El extraño hombre se acercó con pasos vacilantes hasta ella. La observó de nuevo antes de suspirar, como si se hubiera cansado de escuchar y esperar a que algo digno de su atención ocurriera.
—Ac tèhuatl?
Turquesa, que para ese momento ya estaba más consciente de todo, no tardó en reconocer que lo que aquel extraño hablaba era náhuatl, aunque no podía identificar la variante, pues no era tan experta como su padre lo había sido.
—Notoca* Turquesa.
—Tuquesa.
Ella negó con la cabeza; se le había olvidado que a la mayoría de los hablantes del náhuatl les resultaba difícil pronunciar la “r”. Quizá lo mejor sería traducir su nombre… pero, hacía meses que no se atrevía a decir el apodo en voz alta.
—Xihuitl — Aquella palabra, definitivamente, no sonaba con la misma ternura que cuando se la decía su padre — Notoca Xihuitl.
El extraño asintió antes de ponerse de pie y dar unas cuantas órdenes a las personas que lo rodeaban. Turquesa trató de prestar atención, pero la realidad era que solo alcanzó a comprender unas pocas palabras que, por separado, no le daban suficiente información para entender lo que estaba ocurriendo.
Resignada, se recargó en una de las paredes, mirando al techo, esperaba que aquellos extraños pronto pudieran darle alguna respuesta que pudiera entender.
—Notoca Xicohténcatl Axayacatzin— Turquesa giró su cabeza en cuanto lo escuchó hablar—. Tlacochcalcatl.
Turquesa sonrió, al menos ya sabía el nombre de uno de sus salvadores.
—Nipaqui nimitzixmati*
Xicohténcatl no entendía por qué aquella extraña le dedicaba esa sonrisa, pero él no estaba allí para averiguar la razón de su comportamiento ni el motivo de su extraña vestimenta; mucho menos venía a hacerse su amigo. Su único interés era descubrir el nombre de la mujer que había causado un enorme caos en su territorio, levantando humo y fuego en una de sus zonas de cultivo. Después de todo tenía que rendir cuentas ante su padre y los demás líderes.
—Tlacochcalcatl, ¿Pudo averiguar algo? ¿Ella es una Tlahuipuchme*?

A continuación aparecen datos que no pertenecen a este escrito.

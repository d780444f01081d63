//! OpenAI provider implementation.
//!
//! Chat goes through the Responses API, images through the Images API. Each
//! invocation issues exactly one outbound call; the response body is
//! buffered and parsed as JSON, never streamed.

use super::{ChatProvider, ChatTurn, ImageProvider, ProviderError};
use async_trait::async_trait;
use reqwest::Client;
use serde::{Deserialize, Serialize};
use serde_json::Value;

/// OpenAI provider configuration.
#[derive(Debug, Clone)]
pub struct OpenAiConfig {
    pub api_key: String,
    pub base_url: String,
    pub text_model: String,
    pub image_model: String,
}

/// OpenAI chat and image provider.
pub struct OpenAiProvider {
    config: OpenAiConfig,
    client: Client,
}

impl OpenAiProvider {
    pub fn new(config: OpenAiConfig) -> Self {
        Self {
            config,
            client: Client::new(),
        }
    }

    fn api_url(&self, path: &str) -> String {
        format!("{}/{}", self.config.base_url, path)
    }

    /// The credential is checked before any network call. An empty value is
    /// a per-request configuration error, not a startup failure.
    fn require_key(&self) -> Result<(), ProviderError> {
        if self.config.api_key.is_empty() {
            return Err(ProviderError::NotConfigured(
                "Missing OPENAI_API_KEY".to_string(),
            ));
        }
        Ok(())
    }

    async fn post_json<T: Serialize>(
        &self,
        path: &str,
        request: &T,
    ) -> Result<(reqwest::StatusCode, Value), ProviderError> {
        let response = self
            .client
            .post(self.api_url(path))
            .bearer_auth(&self.config.api_key)
            .json(request)
            .send()
            .await
            .map_err(|e| ProviderError::Network(e.to_string()))?;

        let status = response.status();
        let body: Value = response
            .json()
            .await
            .map_err(|e| ProviderError::Network(e.to_string()))?;

        Ok((status, body))
    }
}

#[async_trait]
impl ChatProvider for OpenAiProvider {
    async fn generate(&self, turns: &[ChatTurn]) -> Result<String, ProviderError> {
        self.require_key()?;

        let request = ResponsesRequest {
            model: &self.config.text_model,
            input: turns,
        };

        tracing::debug!(
            model = %self.config.text_model,
            turn_count = turns.len(),
            "Sending chat request to OpenAI"
        );

        let (status, body) = self.post_json("responses", &request).await?;

        if !status.is_success() {
            return Err(upstream_failure(
                status.as_u16(),
                body,
                "OpenAI request failed",
            ));
        }

        let payload: ResponsesPayload = serde_json::from_value(body.clone())
            .map_err(|e| ProviderError::Api(format!("Failed to parse response: {}", e)))?;

        match extract_reply(&payload) {
            Some(reply) => Ok(reply),
            None => Err(ProviderError::EmptyResponse {
                message: "No reply returned by model".to_string(),
                raw: body,
            }),
        }
    }

    async fn health_check(&self) -> Result<(), ProviderError> {
        self.require_key()
    }
}

#[async_trait]
impl ImageProvider for OpenAiProvider {
    async fn generate(&self, prompt: &str, size: &str) -> Result<String, ProviderError> {
        self.require_key()?;

        let request = ImagesRequest {
            model: &self.config.image_model,
            prompt,
            size,
        };

        tracing::debug!(
            model = %self.config.image_model,
            size = %size,
            "Sending image request to OpenAI"
        );

        let (status, body) = self.post_json("images/generations", &request).await?;

        if !status.is_success() {
            return Err(upstream_failure(status.as_u16(), body, "OpenAI error"));
        }

        let payload: ImagesPayload = serde_json::from_value(body.clone())
            .map_err(|e| ProviderError::Api(format!("Failed to parse response: {}", e)))?;

        match extract_image_url(&payload) {
            Some(url) => Ok(url),
            None => Err(ProviderError::EmptyResponse {
                message: "No image URL returned".to_string(),
                raw: body,
            }),
        }
    }
}

/// Builds the pass-through failure for a non-success upstream status. The
/// message comes from the structured error field when present.
fn upstream_failure(status: u16, raw: Value, fallback: &str) -> ProviderError {
    let message = raw
        .get("error")
        .and_then(|e| e.get("message"))
        .and_then(Value::as_str)
        .unwrap_or(fallback)
        .to_string();

    ProviderError::Upstream {
        status,
        message,
        raw,
    }
}

/// Ordered fallback chain for the reply text: the first output item's
/// `output_text` content entry, then the flattened top-level `output_text`.
fn extract_reply(payload: &ResponsesPayload) -> Option<String> {
    payload
        .output
        .first()
        .and_then(|item| item.content.iter().find(|c| c.kind == "output_text"))
        .map(|c| c.text.clone())
        .filter(|text| !text.is_empty())
        .or_else(|| {
            payload
                .output_text
                .clone()
                .filter(|text| !text.is_empty())
        })
}

fn extract_image_url(payload: &ImagesPayload) -> Option<String> {
    payload.data.first().and_then(|image| image.url.clone())
}

// ============================================================================
// OpenAI API Request/Response Types
// ============================================================================

#[derive(Debug, Serialize)]
struct ResponsesRequest<'a> {
    model: &'a str,
    input: &'a [ChatTurn],
}

#[derive(Debug, Serialize)]
struct ImagesRequest<'a> {
    model: &'a str,
    prompt: &'a str,
    size: &'a str,
}

#[derive(Debug, Deserialize)]
struct ResponsesPayload {
    #[serde(default)]
    output: Vec<OutputItem>,
    #[serde(default)]
    output_text: Option<String>,
}

#[derive(Debug, Deserialize)]
struct OutputItem {
    #[serde(default)]
    content: Vec<OutputContent>,
}

#[derive(Debug, Deserialize)]
struct OutputContent {
    #[serde(rename = "type", default)]
    kind: String,
    #[serde(default)]
    text: String,
}

#[derive(Debug, Deserialize)]
struct ImagesPayload {
    #[serde(default)]
    data: Vec<GeneratedImage>,
}

#[derive(Debug, Deserialize)]
struct GeneratedImage {
    #[serde(default)]
    url: Option<String>,
}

—No tiene apariencia de una— admitió—. Aunque sus ropas son extrañas, creo que ella no es de aquí, ni tampoco de ese pueblo.
—Pero si no es de ahí, ¿De dónde viene?
—Tecuelhuetzin*, eso es lo que estoy tratando de investigar. Por el momento va a quedarse encerrada, nadie puede pasar a verla. Mientras no estemos seguros de que quiere de nosotros, no puede poner un pie fuera.

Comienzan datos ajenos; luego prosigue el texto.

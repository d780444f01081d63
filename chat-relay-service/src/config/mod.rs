use config::{Config as Cfg, File};
use serde::Deserialize;
use std::env;

use crate::error::AppError;

#[derive(Debug, Clone, Deserialize)]
pub struct RelayConfig {
    #[serde(flatten)]
    pub common: CommonConfig,
    pub openai: OpenAiSettings,
}

#[derive(Debug, Clone, Deserialize)]
pub struct CommonConfig {
    #[serde(default = "default_port")]
    pub port: u16,
}

fn default_port() -> u16 {
    8080
}

#[derive(Debug, Clone, Deserialize)]
pub struct OpenAiSettings {
    pub api_key: String,
    pub base_url: String,
    pub text_model: String,
    pub image_model: String,
}

impl CommonConfig {
    pub fn load() -> Result<Self, AppError> {
        dotenvy::dotenv().ok();

        let config = Cfg::builder()
            .add_source(File::with_name("configuration").required(false))
            .add_source(config::Environment::with_prefix("APP").separator("__"))
            .build()?;

        Ok(config.try_deserialize()?)
    }
}

impl RelayConfig {
    pub fn load() -> Result<Self, AppError> {
        let common = CommonConfig::load()?;

        Ok(RelayConfig {
            common,
            openai: OpenAiSettings {
                // An absent key must not fail startup; the provider surfaces
                // it per request so health and CORS stay reachable.
                api_key: env::var("OPENAI_API_KEY").unwrap_or_default(),
                base_url: get_env("OPENAI_BASE_URL", Some("https://api.openai.com/v1"))?,
                text_model: get_env("RELAY_TEXT_MODEL", Some("gpt-4.1-mini"))?,
                image_model: get_env("RELAY_IMAGE_MODEL", Some("gpt-image-1"))?,
            },
        })
    }
}

fn get_env(key: &str, default: Option<&str>) -> Result<String, AppError> {
    match env::var(key) {
        Ok(val) => Ok(val),
        Err(_) => match default {
            Some(def) => Ok(def.to_string()),
            None => Err(AppError::Config(format!(
                "{} is required but not set",
                key
            ))),
        },
    }
}
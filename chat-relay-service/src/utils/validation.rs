use axum::{
    extract::{FromRequest, Request},
    Json,
};
use serde::de::DeserializeOwned;
use validator::Validate;

use crate::error::AppError;

/// Json extractor that runs payload validation. Parse and validation
/// failures both surface as 400s with the standard error body.
pub struct ValidatedJson<T>(pub T);

#[axum::async_trait]
impl<T, S> FromRequest<S> for ValidatedJson<T>
where
    T: DeserializeOwned + Validate + 'static,
    S: Send + Sync,
{
    type Rejection = AppError;

    async fn from_request(req: Request, state: &S) -> Result<Self, Self::Rejection> {
        let Json(value) = Json::<T>::from_request(req, state)
            .await
            .map_err(|e| AppError::BadRequest(format!("Json parse error: {}", e)))?;

        value.validate()?;

        Ok(ValidatedJson(value))
    }
}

Su hermana lo miró con pesar.
—¿Vas a matarla?
—Lo haría, pero nuestro padre al verla me lo prohibió — murmuró tratando de que su tono no sonora molesto—. Dice que iba a consultar con los demás líderes que haríamos con ella. El Tetlachihui* dijo que no era peligrosa.

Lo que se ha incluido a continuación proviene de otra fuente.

//! Resolution inputs: package configuration and the build environment.
//!
//! A [`PackageConfig`] is the immutable set of inputs one package resolution
//! runs under. Resolving the same manifest under two different configs (for
//! example with test suites off and on) yields two independent [`crate::Package`]
//! snapshots; nothing here is toggled in place.

use semver::Version;
use std::collections::BTreeMap;
use std::path::PathBuf;

/// The platform a build is configured for.
#[derive(Debug, Clone, PartialEq, Eq, serde::Serialize, serde::Deserialize)]
pub struct Platform {
    /// Operating system name (e.g. `linux`, `darwin`).
    pub os: String,

    /// Processor architecture (e.g. `x86_64`, `aarch64`).
    pub arch: String,
}

impl Platform {
    /// The platform the current binary was compiled for.
    #[must_use]
    pub fn host() -> Self {
        Self {
            os: std::env::consts::OS.to_string(),
            arch: std::env::consts::ARCH.to_string(),
        }
    }
}

impl std::fmt::Display for Platform {
    fn fmt(&self, f: &mut std::fmt::Formatter<'_>) -> std::fmt::Result {
        write!(f, "{}-{}", self.arch, self.os)
    }
}

/// Inputs to one package resolution.
///
/// Immutable per resolution: to resolve under different settings, build a
/// second config (see [`PackageConfig::with_all_components`]).
#[derive(Debug, Clone, PartialEq, Eq)]
pub struct PackageConfig {
    /// Whether test-suite components participate in the dependency set.
    pub enable_tests: bool,

    /// Whether benchmark components participate in the dependency set.
    pub enable_benchmarks: bool,

    /// Flag assignment for the whole build plan.
    ///
    /// Entries that name flags a package does not define are ignored by that
    /// package; one table serves every package in the plan.
    pub flags: BTreeMap<String, bool>,

    /// Version of the compiler the plan targets.
    pub compiler_version: Version,

    /// Platform the plan targets.
    pub platform: Platform,
}

impl PackageConfig {
    /// A baseline config: tests and benchmarks off, no flag overrides.
    #[must_use]
    pub fn new(compiler_version: Version, platform: Platform) -> Self {
        Self {
            enable_tests: false,
            enable_benchmarks: false,
            flags: BTreeMap::new(),
            compiler_version,
            platform,
        }
    }

    /// The same config with test and benchmark components forced on.
    ///
    /// Used for the second resolution phase, which discovers the full
    /// dependency and module closure so that test-only dependencies can be
    /// placed even when they are not part of the default build.
    #[must_use]
    pub fn with_all_components(&self) -> Self {
        Self {
            enable_tests: true,
            enable_benchmarks: true,
            ..self.clone()
        }
    }
}

/// The environment an introspection capability runs against.
///
/// Implementations provide whatever the driver knows at point of use; the
/// capabilities stored on a [`crate::Package`] take this rather than concrete
/// values so that the answer reflects the environment current when asked,
/// not when the package was resolved.
pub trait BuildEnv {
    /// Platform being built for.
    fn platform(&self) -> &Platform;

    /// Compiler version in use.
    fn compiler_version(&self) -> &Version;

    /// Package database paths, innermost last.
    fn package_databases(&self) -> &[PathBuf];
}

/// A plain in-memory [`BuildEnv`].
#[derive(Debug, Clone)]
pub struct HostEnv {
    /// Platform being built for.
    pub platform: Platform,

    /// Compiler version in use.
    pub compiler_version: Version,

    /// Package database paths.
    pub package_databases: Vec<PathBuf>,
}

impl HostEnv {
    /// Build an environment from the inputs a config already carries.
    #[must_use]
    pub fn from_config(config: &PackageConfig) -> Self {
        Self {
            platform: config.platform.clone(),
            compiler_version: config.compiler_version.clone(),
            package_databases: Vec::new(),
        }
    }
}

impl BuildEnv for HostEnv {
    fn platform(&self) -> &Platform {
        &self.platform
    }

    fn compiler_version(&self) -> &Version {
        &self.compiler_version
    }

    fn package_databases(&self) -> &[PathBuf] {
        &self.package_databases
    }
}

#[cfg(test)]
mod tests {
    use super::*;

    fn config() -> PackageConfig {
        PackageConfig::new(Version::new(9, 4, 0), Platform::host())
    }

    #[test]
    fn baseline_disables_optional_components() {
        let config = config();
        assert!(!config.enable_tests);
        assert!(!config.enable_benchmarks);
    }

    #[test]
    fn with_all_components_only_touches_toggles() {
        let base = config();
        let full = base.with_all_components();

        assert!(full.enable_tests);
        assert!(full.enable_benchmarks);
        assert_eq!(full.compiler_version, base.compiler_version);
        assert_eq!(full.platform, base.platform);
        assert_eq!(full.flags, base.flags);
    }

    #[test]
    fn platform_display() {
        let platform = Platform {
            os: "linux".to_string(),
            arch: "x86_64".to_string(),
        };
        assert_eq!(platform.to_string(), "x86_64-linux");
    }
}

Ante la mención de los adivinadores del pueblo, su hermana se puso visiblemente nerviosa.
—¿No quieres que intente hablar con ella?
—No quiero que nadie corra peligro en su presencia. Es mejor que te mantengas alejada de la quimichi*. Aunque creo que no le vendría mal que le buscaras algo de ropa adecuada, esa que tiene es muy extraña y me distrae.
Tecuelhuetzin soltó una pequeña risa al escuchar el tono de su hermano.
—¿Qué es lo que te resulta tan gracioso?
—Nada— ella se encogió de hombros— Mejor ve con nuestro padre, seguramente ya tiene una opinión al respecto de la situación.
Xicohténcatl, sin querer que la conversación se desviara, asintió y se dirigió a los aposentos de su padre. En el camino, algunos guerreros lo saludaron, pero ninguno intentó detenerlo. Todos en el pueblo sabían que resolver el asunto de aquella extraña era una prioridad.